Si EDF a rendu en mai 2021 au gouvernement une proposition pour construire trois paires de réacteurs EPR 2, il reste beaucoup à faire avant de les voir sortir de terre.

Outre que Flamanville ne démarrera pas avant 2023, au mieux, il y avait pourtant matière à réflexion. Si EDF a rendu en mai 2021 au gouvernement une proposition pour construire trois paires de réacteurs EPR 2 (version standardisée de l’EPR de Flamanville), il reste beaucoup à faire avant de les voir sortir de terre. Les plans détaillés sont loin d’être achevés. D’autant que l’ingénierie d’EDF est très occupée par les travaux de prolongation à cinquante ans du parc actuel.

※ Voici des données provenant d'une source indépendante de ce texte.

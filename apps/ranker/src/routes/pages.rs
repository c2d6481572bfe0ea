use axum::{extract::State, response::Html};

use crate::errors::AppError;
use crate::state::AppState;

/// GET /
/// Serves the browser client's `index.html` from the templates directory.
pub async fn home_handler(State(state): State<AppState>) -> Result<Html<String>, AppError> {
    let path = state.config.templates_dir.join("index.html");
    match tokio::fs::read_to_string(&path).await {
        Ok(page) => Ok(Html(page)),
        Err(e) if e.kind() == std::io::ErrorKind::NotFound => {
            Err(AppError::NotFound("index.html not found".to_string()))
        }
        Err(e) => Err(e.into()),
    }
}
use crate::utils::serde_decimal;
use ethers::types::U256;
use serde::{de, Deserialize, Deserializer, Serialize, Serializer};

pub const NO_CHANNEL: &str = "none";

#[derive(Clone, Debug, PartialEq, Eq, Serialize, Deserialize)]
#[serde(rename_all = "camelCase")]
pub struct PaymentChannel {
    pub sender_address: String,
    pub recv_address: String,
    #[serde(with = "serde_decimal")]
    pub init_deposit: U256,
    #[serde(with = "serde_decimal")]
    pub open_block_num: U256,
    #[serde(with = "serde_decimal")]
    pub recv_balance: U256,
    pub last_recv_balance_msg_sig: String,
}

impl PaymentChannel {
    pub fn new(
        sender_address: impl Into<String>,
        recv_address: impl Into<String>,
        init_deposit: U256,
        open_block_num: U256,
    ) -> Self {
        Self {
            sender_address: sender_address.into(),
            recv_address: recv_address.into(),
            init_deposit,
            open_block_num,
            recv_balance: U256::zero(),
            last_recv_balance_msg_sig: String::new(),
        }
    }
}

#[derive(Clone, Debug, PartialEq, Eq, Serialize, Deserialize)]
#[serde(rename_all = "camelCase", deny_unknown_fields)]
pub struct ChannelSnapshot {
    pub sender: String,
    pub recv: String,
    #[serde(with = "serde_decimal")]
    pub init_deposit: U256,
    #[serde(with = "serde_decimal")]
    pub open_block_num: U256,
    #[serde(with = "serde_decimal")]
    pub recv_balance: U256,
    pub last_recv_balance_msg_sig: String,
}

impl From<&PaymentChannel> for ChannelSnapshot {
    fn from(channel: &PaymentChannel) -> Self {
        Self {
            sender: channel.sender_address.clone(),
            recv: channel.recv_address.clone(),
            init_deposit: channel.init_deposit,
            open_block_num: channel.open_block_num,
            recv_balance: channel.recv_balance,
            last_recv_balance_msg_sig: channel.last_recv_balance_msg_sig.clone(),
        }
    }
}

/// `"none"` on the wire when absent, never `null` or `{}`.
#[derive(Clone, Debug, PartialEq, Eq)]
pub enum ChannelLeg {
    Absent,
    Open(ChannelSnapshot),
}

impl ChannelLeg {
    pub fn as_open(&self) -> Option<&ChannelSnapshot> {
        match self {
            ChannelLeg::Absent => None,
            ChannelLeg::Open(snapshot) => Some(snapshot),
        }
    }
}

impl From<Option<&PaymentChannel>> for ChannelLeg {
    fn from(channel: Option<&PaymentChannel>) -> Self {
        match channel {
            Some(channel) => ChannelLeg::Open(channel.into()),
            None => ChannelLeg::Absent,
        }
    }
}

impl Serialize for ChannelLeg {
    fn serialize<S>(&self, serializer: S) -> Result<S::Ok, S::Error>
    where
        S: Serializer,
    {
        match self {
            ChannelLeg::Absent => serializer.serialize_str(NO_CHANNEL),
            ChannelLeg::Open(snapshot) => snapshot.serialize(serializer),
        }
    }
}

impl<'de> Deserialize<'de> for ChannelLeg {
    fn deserialize<D>(deserializer: D) -> Result<Self, D::Error>
    where
        D: Deserializer<'de>,
    {
        // Variant order matters: the sentinel string is tried before the mapping.
        #[derive(Deserialize)]
        #[serde(untagged)]
        enum Repr {
            Sentinel(String),
            Open(ChannelSnapshot),
        }

        match Repr::deserialize(deserializer)? {
            Repr::Sentinel(s) if s == NO_CHANNEL => Ok(ChannelLeg::Absent),
            Repr::Sentinel(s) => Err(de::Error::invalid_value(
                de::Unexpected::Str(&s),
                &"\"none\" or a channel mapping",
            )),
            Repr::Open(snapshot) => Ok(ChannelLeg::Open(snapshot)),
        }
    }
}
use crate::types::ProtocolError;
use serde::{Deserialize, Serialize};
use std::{fmt, str::FromStr};

// Shared with request dispatch, which correlates replies by these strings.
#[derive(Clone, Copy, Debug, PartialEq, Eq, Hash, Serialize, Deserialize)]
pub enum Method {
    #[serde(rename = "GET_ALL")]
    GetAll,
    #[serde(rename = "OPEN_CLIENT_TO_SP")]
    OpenClientToSp,
    #[serde(rename = "BALANCE_MSG_SIG")]
    BalanceMsgSig,
}

impl Method {
    pub const ALL: [Method; 3] = [Method::GetAll, Method::OpenClientToSp, Method::BalanceMsgSig];

    pub const fn as_str(&self) -> &'static str {
        match self {
            Method::GetAll => "GET_ALL",
            Method::OpenClientToSp => "OPEN_CLIENT_TO_SP",
            Method::BalanceMsgSig => "BALANCE_MSG_SIG",
        }
    }
}

impl fmt::Display for Method {
    fn fmt(&self, f: &mut fmt::Formatter<'_>) -> fmt::Result {
        f.write_str(self.as_str())
    }
}

impl FromStr for Method {
    type Err = ProtocolError;

    fn from_str(s: &str) -> Result<Self, Self::Err> {
        Method::ALL
            .into_iter()
            .find(|method| method.as_str() == s)
            .ok_or_else(|| ProtocolError::UnknownMethod(s.to_owned()))
    }
}
pub mod decimal;

pub use decimal::{parse_decimal, serde_decimal, U256Ext};
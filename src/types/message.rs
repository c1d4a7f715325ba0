use crate::{
    types::{ChannelLeg, ChannelSnapshot, Method, PaymentChannel, ProtocolError},
    utils::serde_decimal,
};
use ethers::types::U256;
use serde::{de, Deserialize, Deserializer, Serialize};
use std::fmt;

#[derive(Clone, Copy, Debug, PartialEq, Eq, Serialize, Deserialize)]
#[serde(rename_all = "lowercase")]
pub enum Status {
    Ok,
    Error,
}

impl Status {
    pub const fn as_str(&self) -> &'static str {
        match self {
            Status::Ok => "ok",
            Status::Error => "error",
        }
    }
}

impl fmt::Display for Status {
    fn fmt(&self, f: &mut fmt::Formatter<'_>) -> fmt::Result {
        f.write_str(self.as_str())
    }
}

pub trait Envelope: Serialize {
    const KIND: &'static str;

    fn to_bytes(&self) -> Result<Vec<u8>, ProtocolError> {
        let bytes = serde_json::to_vec(self).map_err(ProtocolError::Serialize)?;
        tracing::trace!(kind = Self::KIND, len = bytes.len(), "encoded response");
        Ok(bytes)
    }
}

// `method` and `status` are fixed per envelope type; these reject anything else.
fn fixed<'de, D, T>(deserializer: D, expected: T) -> Result<T, D::Error>
where
    D: Deserializer<'de>,
    T: Deserialize<'de> + PartialEq + fmt::Display,
{
    let value = T::deserialize(deserializer)?;
    if value == expected {
        Ok(value)
    } else {
        Err(de::Error::custom(format!("expected {}, found {}", expected, value)))
    }
}

fn status_ok<'de, D: Deserializer<'de>>(deserializer: D) -> Result<Status, D::Error> {
    fixed(deserializer, Status::Ok)
}

fn status_error<'de, D: Deserializer<'de>>(deserializer: D) -> Result<Status, D::Error> {
    fixed(deserializer, Status::Error)
}

fn method_get_all<'de, D: Deserializer<'de>>(deserializer: D) -> Result<Method, D::Error> {
    fixed(deserializer, Method::GetAll)
}

fn method_open_client_to_sp<'de, D: Deserializer<'de>>(
    deserializer: D,
) -> Result<Method, D::Error> {
    fixed(deserializer, Method::OpenClientToSp)
}

fn method_balance_msg_sig<'de, D: Deserializer<'de>>(
    deserializer: D,
) -> Result<Method, D::Error> {
    fixed(deserializer, Method::BalanceMsgSig)
}

#[derive(Clone, Debug, PartialEq, Eq, Serialize, Deserialize)]
#[serde(rename_all = "camelCase", deny_unknown_fields)]
pub struct OkResponse {
    #[serde(deserialize_with = "status_ok")]
    status: Status,
    pub res_method: String,
}

impl OkResponse {
    pub fn new(res_method: impl Into<String>) -> Self {
        Self {
            status: Status::Ok,
            res_method: res_method.into(),
        }
    }

    pub fn status(&self) -> Status {
        self.status
    }
}

impl Envelope for OkResponse {
    const KIND: &'static str = "ok";
}

#[derive(Clone, Debug, PartialEq, Eq, Serialize, Deserialize)]
#[serde(rename_all = "camelCase", deny_unknown_fields)]
pub struct ErrorResponse {
    #[serde(deserialize_with = "status_error")]
    status: Status,
    pub res_method: String,
    pub message: String,
}

impl ErrorResponse {
    pub fn new(res_method: impl Into<String>, message: impl Into<String>) -> Self {
        Self {
            status: Status::Error,
            res_method: res_method.into(),
            message: message.into(),
        }
    }

    pub fn status(&self) -> Status {
        self.status
    }
}

impl Envelope for ErrorResponse {
    const KIND: &'static str = "error";
}

#[derive(Clone, Debug, PartialEq, Eq, Serialize, Deserialize)]
#[serde(rename_all = "camelCase", deny_unknown_fields)]
pub struct GetAllResponse {
    #[serde(deserialize_with = "method_get_all")]
    method: Method,
    #[serde(deserialize_with = "status_ok")]
    status: Status,
    pub ether_balance: String,
    pub token_balance: String,
    #[serde(with = "serde_decimal")]
    pub nonce: U256,
    pub sp_to_client: ChannelSnapshot,
    pub client_to_sp: ChannelLeg,
}

impl GetAllResponse {
    pub fn new(
        sp_to_client: &PaymentChannel,
        client_to_sp: Option<&PaymentChannel>,
        ether_balance: impl Into<String>,
        token_balance: impl Into<String>,
        nonce: U256,
    ) -> Self {
        Self {
            method: Method::GetAll,
            status: Status::Ok,
            ether_balance: ether_balance.into(),
            token_balance: token_balance.into(),
            nonce,
            sp_to_client: sp_to_client.into(),
            client_to_sp: client_to_sp.into(),
        }
    }

    pub fn method(&self) -> Method {
        self.method
    }

    pub fn status(&self) -> Status {
        self.status
    }
}

impl Envelope for GetAllResponse {
    const KIND: &'static str = "get_all";
}

#[derive(Clone, Debug, PartialEq, Eq, Serialize, Deserialize)]
#[serde(rename_all = "camelCase", deny_unknown_fields)]
pub struct OpenClientToSpResponse {
    #[serde(deserialize_with = "method_open_client_to_sp")]
    method: Method,
    #[serde(deserialize_with = "status_ok")]
    status: Status,
    pub ether_balance: String,
    pub token_balance: String,
    #[serde(with = "serde_decimal")]
    pub nonce: U256,
    pub client_to_sp: ChannelSnapshot,
}

impl OpenClientToSpResponse {
    pub fn new(
        client_to_sp: &PaymentChannel,
        ether_balance: impl Into<String>,
        token_balance: impl Into<String>,
        nonce: U256,
    ) -> Self {
        Self {
            method: Method::OpenClientToSp,
            status: Status::Ok,
            ether_balance: ether_balance.into(),
            token_balance: token_balance.into(),
            nonce,
            client_to_sp: client_to_sp.into(),
        }
    }

    pub fn method(&self) -> Method {
        self.method
    }

    pub fn status(&self) -> Status {
        self.status
    }
}

impl Envelope for OpenClientToSpResponse {
    const KIND: &'static str = "open_client_to_sp";
}

#[derive(Clone, Debug, PartialEq, Eq, Serialize, Deserialize)]
#[serde(rename_all = "camelCase", deny_unknown_fields)]
pub struct BalanceMsgSigResponse {
    #[serde(deserialize_with = "method_balance_msg_sig")]
    method: Method,
    #[serde(deserialize_with = "status_ok")]
    status: Status,
    #[serde(with = "serde_decimal")]
    pub new_balance: U256,
    pub balance_msg_sig: String,
}

impl BalanceMsgSigResponse {
    pub fn new(new_balance: U256, balance_msg_sig: impl Into<String>) -> Self {
        Self {
            method: Method::BalanceMsgSig,
            status: Status::Ok,
            new_balance,
            balance_msg_sig: balance_msg_sig.into(),
        }
    }

    pub fn method(&self) -> Method {
        self.method
    }

    pub fn status(&self) -> Status {
        self.status
    }
}

impl Envelope for BalanceMsgSigResponse {
    const KIND: &'static str = "balance_msg_sig";
}

#[derive(Clone, Debug, PartialEq, Eq)]
pub enum Response {
    Ok(OkResponse),
    Error(ErrorResponse),
    GetAll(GetAllResponse),
    OpenClientToSp(OpenClientToSpResponse),
    BalanceMsgSig(BalanceMsgSigResponse),
}

impl Response {
    pub fn status(&self) -> Status {
        match self {
            Response::Ok(r) => r.status,
            Response::Error(r) => r.status,
            Response::GetAll(r) => r.status,
            Response::OpenClientToSp(r) => r.status,
            Response::BalanceMsgSig(r) => r.status,
        }
    }

    /// `None` for the generic acknowledgements, which carry `resMethod` instead.
    pub fn method(&self) -> Option<Method> {
        match self {
            Response::Ok(_) | Response::Error(_) => None,
            Response::GetAll(r) => Some(r.method),
            Response::OpenClientToSp(r) => Some(r.method),
            Response::BalanceMsgSig(r) => Some(r.method),
        }
    }

    pub fn to_bytes(&self) -> Result<Vec<u8>, ProtocolError> {
        match self {
            Response::Ok(r) => r.to_bytes(),
            Response::Error(r) => r.to_bytes(),
            Response::GetAll(r) => r.to_bytes(),
            Response::OpenClientToSp(r) => r.to_bytes(),
            Response::BalanceMsgSig(r) => r.to_bytes(),
        }
    }
}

Les fournisseurs d’EDF, de leur côté, ne sont qu’au début d’un processus qualité pour retrouver un niveau de performance industrielle indispensable pour construire en série les futurs réacteurs français. « Il s’agit de changer de dimension, de changer de braquet », a souligné le PDG d’EDF, Jean-Bernard Lévy, lors d’une audition au Sénat. Le planning proposé par le groupe, avec un premier EPR 2 en service en 2035 sur le site de Penly (Seine-Maritime), n’a rien de définitif.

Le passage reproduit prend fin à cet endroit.